//! Projects decoder output into the outbound OpenAI-compatible SSE stream.

use bytes::Bytes;
use time::OffsetDateTime;

use crate::openai::{
    ChatCompletionChunk, ChunkObjectType, FinishReason, StreamChoice, StreamDelta,
};

/// Prefix signaling the consumer to replace its entire visible content with
/// what follows, instead of appending. Emitted when an earlier classification
/// had to be corrected retroactively.
pub const CONTENT_REPLACE_MARKER: &str = "<<[REPLACE]>>";

/// Literal stream-termination frame.
pub const DONE_FRAME: &str = "data: [DONE]\n\n";

/// Builds the delta frames for one streamed completion.
///
/// All frames of a stream share one id and creation timestamp; ids are
/// monotonic across streams (time-ordered).
#[derive(Debug, Clone)]
pub struct ResponseProjector {
    id: String,
    model: String,
    created: i64,
}

impl ResponseProjector {
    pub fn new(id: String, model: String) -> Self {
        Self {
            id,
            model,
            created: OffsetDateTime::now_utc().unix_timestamp(),
        }
    }

    fn chunk(&self, delta: StreamDelta, finish_reason: Option<FinishReason>) -> ChatCompletionChunk {
        ChatCompletionChunk {
            id: self.id.clone(),
            object: ChunkObjectType::ChatCompletionChunk,
            created: self.created,
            model: self.model.clone(),
            choices: vec![StreamChoice {
                index: 0,
                delta,
                finish_reason,
            }],
            conversation_id: None,
        }
    }

    /// Zero, one, or two delta frames: reasoning first, then content.
    pub fn project_chunk(&self, thinking_delta: &str, answer_delta: &str) -> Vec<ChatCompletionChunk> {
        let mut frames = Vec::new();
        if !thinking_delta.is_empty() {
            frames.push(self.chunk(
                StreamDelta {
                    reasoning_content: Some(thinking_delta.to_string()),
                    ..Default::default()
                },
                None,
            ));
        }
        if !answer_delta.is_empty() {
            frames.push(self.chunk(
                StreamDelta {
                    content: Some(answer_delta.to_string()),
                    ..Default::default()
                },
                None,
            ));
        }
        frames
    }

    /// One frame whose content substitutes everything emitted so far.
    pub fn project_replace(&self, full_content: &str) -> ChatCompletionChunk {
        self.chunk(
            StreamDelta {
                content: Some(format!("{CONTENT_REPLACE_MARKER}{full_content}")),
                ..Default::default()
            },
            None,
        )
    }

    /// The trailer frame: empty delta, stop reason, and the conversation id
    /// needed to resume the exchange later. The caller follows it with
    /// [`DONE_FRAME`].
    pub fn project_trailer(&self, conversation_id: &str) -> ChatCompletionChunk {
        let mut chunk = self.chunk(StreamDelta::default(), Some(FinishReason::Stop));
        chunk.conversation_id = Some(conversation_id.to_string());
        chunk
    }
}

/// Encodes one chunk as an SSE data line.
pub fn encode_chunk(chunk: &ChatCompletionChunk) -> Bytes {
    // Serialization of these fully-owned types cannot fail.
    let json = serde_json::to_string(chunk).unwrap_or_default();
    Bytes::from(format!("data: {json}\n\n"))
}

──────

What needs to be done:
Set down the material above again, word for word.

Answer section:
//! Projects decoder output into the outbound OpenAI-compatible SSE stream.

use bytes::Bytes;
use time::OffsetDateTime;

use crate::openai::{
    ChatCompletionChunk, ChunkObjectType, FinishReason, StreamChoice, StreamDelta,
};

/// Prefix signaling the consumer to replace its entire visible content with
/// what follows, instead of appending. Emitted when an earlier classification
/// had to be corrected retroactively.
pub const CONTENT_REPLACE_MARKER: &str = "<<[REPLACE]>>";

/// Literal stream-termination frame.
pub const DONE_FRAME: &str = "data: [DONE]\n\n";

/// Builds the delta frames for one streamed completion.
///
/// All frames of a stream share one id and creation timestamp; ids are
/// monotonic across streams (time-ordered).
#[derive(Debug, Clone)]
pub struct ResponseProjector {
    id: String,
    model: String,
    created: i64,
}

impl ResponseProjector {
    pub fn new(id: String, model: String) -> Self {
        Self {
            id,
            model,
            created: OffsetDateTime::now_utc().unix_timestamp(),
        }
    }

    fn chunk(&self, delta: StreamDelta, finish_reason: Option<FinishReason>) -> ChatCompletionChunk {
        ChatCompletionChunk {
            id: self.id.clone(),
            object: ChunkObjectType::ChatCompletionChunk,
            created: self.created,
            model: self.model.clone(),
            choices: vec![StreamChoice {
                index: 0,
                delta,
                finish_reason,
            }],
            conversation_id: None,
        }
    }

    /// Zero, one, or two delta frames: reasoning first, then content.
    pub fn project_chunk(&self, thinking_delta: &str, answer_delta: &str) -> Vec<ChatCompletionChunk> {
        let mut frames = Vec::new();
        if !thinking_delta.is_empty() {
            frames.push(self.chunk(
                StreamDelta {
                    reasoning_content: Some(thinking_delta.to_string()),
                    ..Default::default()
                },
                None,
            ));
        }
        if !answer_delta.is_empty() {
            frames.push(self.chunk(
                StreamDelta {
                    content: Some(answer_delta.to_string()),
                    ..Default::default()
                },
                None,
            ));
        }
        frames
    }

    /// One frame whose content substitutes everything emitted so far.
    pub fn project_replace(&self, full_content: &str) -> ChatCompletionChunk {
        self.chunk(
            StreamDelta {
                content: Some(format!("{CONTENT_REPLACE_MARKER}{full_content}")),
                ..Default::default()
            },
            None,
        )
    }

    /// The trailer frame: empty delta, stop reason, and the conversation id
    /// needed to resume the exchange later. The caller follows it with
    /// [`DONE_FRAME`].
    pub fn project_trailer(&self, conversation_id: &str) -> ChatCompletionChunk {
        let mut chunk = self.chunk(StreamDelta::default(), Some(FinishReason::Stop));
        chunk.conversation_id = Some(conversation_id.to_string());
        chunk
    }
}

/// Encodes one chunk as an SSE data line.
pub fn encode_chunk(chunk: &ChatCompletionChunk) -> Bytes {
    // Serialization of these fully-owned types cannot fail.
    let json = serde_json::to_string(chunk).unwrap_or_default();
    Bytes::from(format!("data: {json}\n\n"))
}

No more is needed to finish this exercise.